**What is being asked**.
From the records below, set down exactly the lines starting with the line that contains "use std::collections::HashMap;" and going on through the line that contains "fn error_of(bp: &PipelineBlueprint)". Nothing else is wanted.

★ ★ ★ ★ ★ ★ ★

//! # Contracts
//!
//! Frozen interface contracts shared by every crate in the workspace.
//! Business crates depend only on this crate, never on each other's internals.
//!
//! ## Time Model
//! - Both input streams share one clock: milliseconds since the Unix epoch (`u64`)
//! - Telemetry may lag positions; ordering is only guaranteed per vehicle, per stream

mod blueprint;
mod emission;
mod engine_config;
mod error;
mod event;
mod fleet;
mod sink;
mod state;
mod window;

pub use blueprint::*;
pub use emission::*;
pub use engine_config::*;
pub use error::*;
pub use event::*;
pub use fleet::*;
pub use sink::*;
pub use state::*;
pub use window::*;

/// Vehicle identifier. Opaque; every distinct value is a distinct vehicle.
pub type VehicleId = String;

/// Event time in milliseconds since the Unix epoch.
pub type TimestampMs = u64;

★ ★ ★ ★ ★ ★ ★

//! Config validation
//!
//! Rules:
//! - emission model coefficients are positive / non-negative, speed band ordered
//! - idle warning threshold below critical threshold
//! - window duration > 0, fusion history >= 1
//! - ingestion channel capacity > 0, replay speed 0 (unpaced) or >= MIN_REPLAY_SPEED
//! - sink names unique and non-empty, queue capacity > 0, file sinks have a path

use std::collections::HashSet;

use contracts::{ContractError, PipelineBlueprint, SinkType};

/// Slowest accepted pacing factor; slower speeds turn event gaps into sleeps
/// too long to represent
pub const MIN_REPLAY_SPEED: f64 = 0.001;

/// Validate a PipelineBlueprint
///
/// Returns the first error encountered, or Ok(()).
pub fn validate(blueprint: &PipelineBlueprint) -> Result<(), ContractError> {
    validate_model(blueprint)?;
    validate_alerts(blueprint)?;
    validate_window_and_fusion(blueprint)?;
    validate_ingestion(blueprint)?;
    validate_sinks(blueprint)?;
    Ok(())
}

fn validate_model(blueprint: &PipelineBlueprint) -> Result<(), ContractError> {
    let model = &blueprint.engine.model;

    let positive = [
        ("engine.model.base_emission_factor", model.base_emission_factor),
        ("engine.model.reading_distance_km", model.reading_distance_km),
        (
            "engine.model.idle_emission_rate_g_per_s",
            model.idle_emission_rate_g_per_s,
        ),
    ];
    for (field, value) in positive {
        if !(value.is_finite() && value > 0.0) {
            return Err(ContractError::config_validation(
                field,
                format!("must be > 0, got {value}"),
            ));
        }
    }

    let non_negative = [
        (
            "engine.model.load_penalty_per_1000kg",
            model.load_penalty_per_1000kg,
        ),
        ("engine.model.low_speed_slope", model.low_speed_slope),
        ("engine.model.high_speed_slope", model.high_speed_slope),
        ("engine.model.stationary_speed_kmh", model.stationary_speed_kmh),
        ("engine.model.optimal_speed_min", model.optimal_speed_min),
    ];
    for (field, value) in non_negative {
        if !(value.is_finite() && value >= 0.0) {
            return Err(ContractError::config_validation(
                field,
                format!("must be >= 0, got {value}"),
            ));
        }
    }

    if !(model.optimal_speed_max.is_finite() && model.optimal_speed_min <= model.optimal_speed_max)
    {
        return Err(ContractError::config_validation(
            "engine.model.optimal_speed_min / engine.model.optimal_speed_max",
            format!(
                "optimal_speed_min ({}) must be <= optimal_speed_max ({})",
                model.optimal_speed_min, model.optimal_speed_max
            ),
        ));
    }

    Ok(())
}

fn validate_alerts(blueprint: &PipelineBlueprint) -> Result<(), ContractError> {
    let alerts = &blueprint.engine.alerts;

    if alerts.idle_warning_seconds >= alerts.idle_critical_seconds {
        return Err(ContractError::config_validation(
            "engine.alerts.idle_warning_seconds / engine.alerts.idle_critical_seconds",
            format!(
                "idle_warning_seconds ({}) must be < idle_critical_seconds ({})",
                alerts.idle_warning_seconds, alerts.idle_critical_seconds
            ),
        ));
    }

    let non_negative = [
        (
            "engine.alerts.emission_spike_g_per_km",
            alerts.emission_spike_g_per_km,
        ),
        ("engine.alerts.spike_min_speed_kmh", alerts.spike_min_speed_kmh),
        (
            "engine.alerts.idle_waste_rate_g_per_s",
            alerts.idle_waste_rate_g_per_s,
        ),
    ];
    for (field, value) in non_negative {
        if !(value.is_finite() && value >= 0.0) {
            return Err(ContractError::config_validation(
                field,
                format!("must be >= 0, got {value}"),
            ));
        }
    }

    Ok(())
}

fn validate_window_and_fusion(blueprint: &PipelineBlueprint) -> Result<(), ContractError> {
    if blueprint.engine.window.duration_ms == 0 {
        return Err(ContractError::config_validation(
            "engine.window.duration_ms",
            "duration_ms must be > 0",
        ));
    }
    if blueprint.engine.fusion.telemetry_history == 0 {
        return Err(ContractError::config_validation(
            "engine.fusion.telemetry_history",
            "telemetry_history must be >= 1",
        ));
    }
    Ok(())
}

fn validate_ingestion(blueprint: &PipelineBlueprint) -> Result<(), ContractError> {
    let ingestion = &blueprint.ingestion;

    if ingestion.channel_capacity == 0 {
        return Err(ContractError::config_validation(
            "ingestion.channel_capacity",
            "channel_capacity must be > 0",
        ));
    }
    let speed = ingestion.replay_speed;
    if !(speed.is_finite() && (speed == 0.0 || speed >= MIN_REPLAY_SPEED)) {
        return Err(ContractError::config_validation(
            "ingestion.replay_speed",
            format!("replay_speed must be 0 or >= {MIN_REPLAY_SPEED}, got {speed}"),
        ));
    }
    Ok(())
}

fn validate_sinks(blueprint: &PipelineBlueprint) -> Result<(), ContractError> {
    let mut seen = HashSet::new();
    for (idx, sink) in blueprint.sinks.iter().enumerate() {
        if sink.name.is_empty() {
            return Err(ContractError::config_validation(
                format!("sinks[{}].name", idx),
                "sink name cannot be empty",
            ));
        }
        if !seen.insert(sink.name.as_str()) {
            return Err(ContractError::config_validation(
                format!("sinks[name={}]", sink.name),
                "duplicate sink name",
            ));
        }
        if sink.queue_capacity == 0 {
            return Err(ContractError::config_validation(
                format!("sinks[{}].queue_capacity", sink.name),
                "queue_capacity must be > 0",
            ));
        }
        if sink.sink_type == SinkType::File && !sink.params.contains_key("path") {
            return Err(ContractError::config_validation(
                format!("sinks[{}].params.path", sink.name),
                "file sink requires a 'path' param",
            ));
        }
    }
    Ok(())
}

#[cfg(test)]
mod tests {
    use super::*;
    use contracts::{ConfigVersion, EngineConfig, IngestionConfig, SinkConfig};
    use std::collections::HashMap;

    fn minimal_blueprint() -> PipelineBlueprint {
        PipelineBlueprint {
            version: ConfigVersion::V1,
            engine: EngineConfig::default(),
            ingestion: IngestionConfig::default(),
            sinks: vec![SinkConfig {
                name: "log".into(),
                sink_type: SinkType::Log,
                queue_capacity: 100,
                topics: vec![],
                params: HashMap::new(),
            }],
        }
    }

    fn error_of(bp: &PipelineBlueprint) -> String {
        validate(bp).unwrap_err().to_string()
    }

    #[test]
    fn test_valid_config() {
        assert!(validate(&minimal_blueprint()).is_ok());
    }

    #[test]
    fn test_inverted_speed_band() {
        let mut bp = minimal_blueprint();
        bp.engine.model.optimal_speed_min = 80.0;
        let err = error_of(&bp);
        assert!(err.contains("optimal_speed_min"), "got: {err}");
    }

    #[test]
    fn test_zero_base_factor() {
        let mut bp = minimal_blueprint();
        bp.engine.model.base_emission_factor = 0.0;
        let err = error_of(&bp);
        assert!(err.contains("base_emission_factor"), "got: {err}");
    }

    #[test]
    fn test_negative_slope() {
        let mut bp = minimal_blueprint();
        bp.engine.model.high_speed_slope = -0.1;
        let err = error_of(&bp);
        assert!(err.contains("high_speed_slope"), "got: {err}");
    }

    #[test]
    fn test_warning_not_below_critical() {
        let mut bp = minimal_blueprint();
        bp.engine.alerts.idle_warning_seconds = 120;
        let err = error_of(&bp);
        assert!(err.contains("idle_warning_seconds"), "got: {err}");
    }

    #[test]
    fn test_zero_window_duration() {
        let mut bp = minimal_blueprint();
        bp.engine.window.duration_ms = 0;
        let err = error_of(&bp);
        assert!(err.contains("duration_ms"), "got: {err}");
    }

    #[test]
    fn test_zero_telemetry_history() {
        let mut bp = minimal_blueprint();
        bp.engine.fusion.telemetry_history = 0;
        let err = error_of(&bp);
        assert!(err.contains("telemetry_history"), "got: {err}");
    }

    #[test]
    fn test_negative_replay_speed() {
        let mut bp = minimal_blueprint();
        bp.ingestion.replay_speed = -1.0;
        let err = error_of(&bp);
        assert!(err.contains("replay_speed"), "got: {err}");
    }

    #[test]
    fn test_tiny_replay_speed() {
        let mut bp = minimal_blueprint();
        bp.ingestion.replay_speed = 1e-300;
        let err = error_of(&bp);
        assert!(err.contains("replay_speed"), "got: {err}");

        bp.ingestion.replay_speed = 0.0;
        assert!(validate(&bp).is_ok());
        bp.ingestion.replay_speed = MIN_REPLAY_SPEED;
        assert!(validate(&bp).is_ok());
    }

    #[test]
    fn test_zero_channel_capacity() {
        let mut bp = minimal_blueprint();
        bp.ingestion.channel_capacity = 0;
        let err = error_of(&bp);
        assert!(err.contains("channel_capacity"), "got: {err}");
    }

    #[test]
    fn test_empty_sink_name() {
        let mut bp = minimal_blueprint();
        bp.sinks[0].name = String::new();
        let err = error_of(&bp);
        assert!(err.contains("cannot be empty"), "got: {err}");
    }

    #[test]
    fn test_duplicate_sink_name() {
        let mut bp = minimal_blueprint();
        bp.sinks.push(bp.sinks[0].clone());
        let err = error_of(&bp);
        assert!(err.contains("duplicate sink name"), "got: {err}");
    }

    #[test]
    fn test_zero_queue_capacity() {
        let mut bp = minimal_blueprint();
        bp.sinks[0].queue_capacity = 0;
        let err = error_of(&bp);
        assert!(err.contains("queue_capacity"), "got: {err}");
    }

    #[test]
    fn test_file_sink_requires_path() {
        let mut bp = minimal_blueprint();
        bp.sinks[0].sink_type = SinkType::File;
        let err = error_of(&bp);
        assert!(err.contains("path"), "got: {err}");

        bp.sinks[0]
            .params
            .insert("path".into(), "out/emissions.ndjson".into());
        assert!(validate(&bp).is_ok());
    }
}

★ ★ ★ ★ ★ ★ ★

**Your solution**.
    use std::collections::HashMap;

    fn minimal_blueprint() -> PipelineBlueprint {
        PipelineBlueprint {
            version: ConfigVersion::V1,
            engine: EngineConfig::default(),
            ingestion: IngestionConfig::default(),
            sinks: vec![SinkConfig {
                name: "log".into(),
                sink_type: SinkType::Log,
                queue_capacity: 100,
                topics: vec![],
                params: HashMap::new(),
            }],
        }
    }

    fn error_of(bp: &PipelineBlueprint) -> String {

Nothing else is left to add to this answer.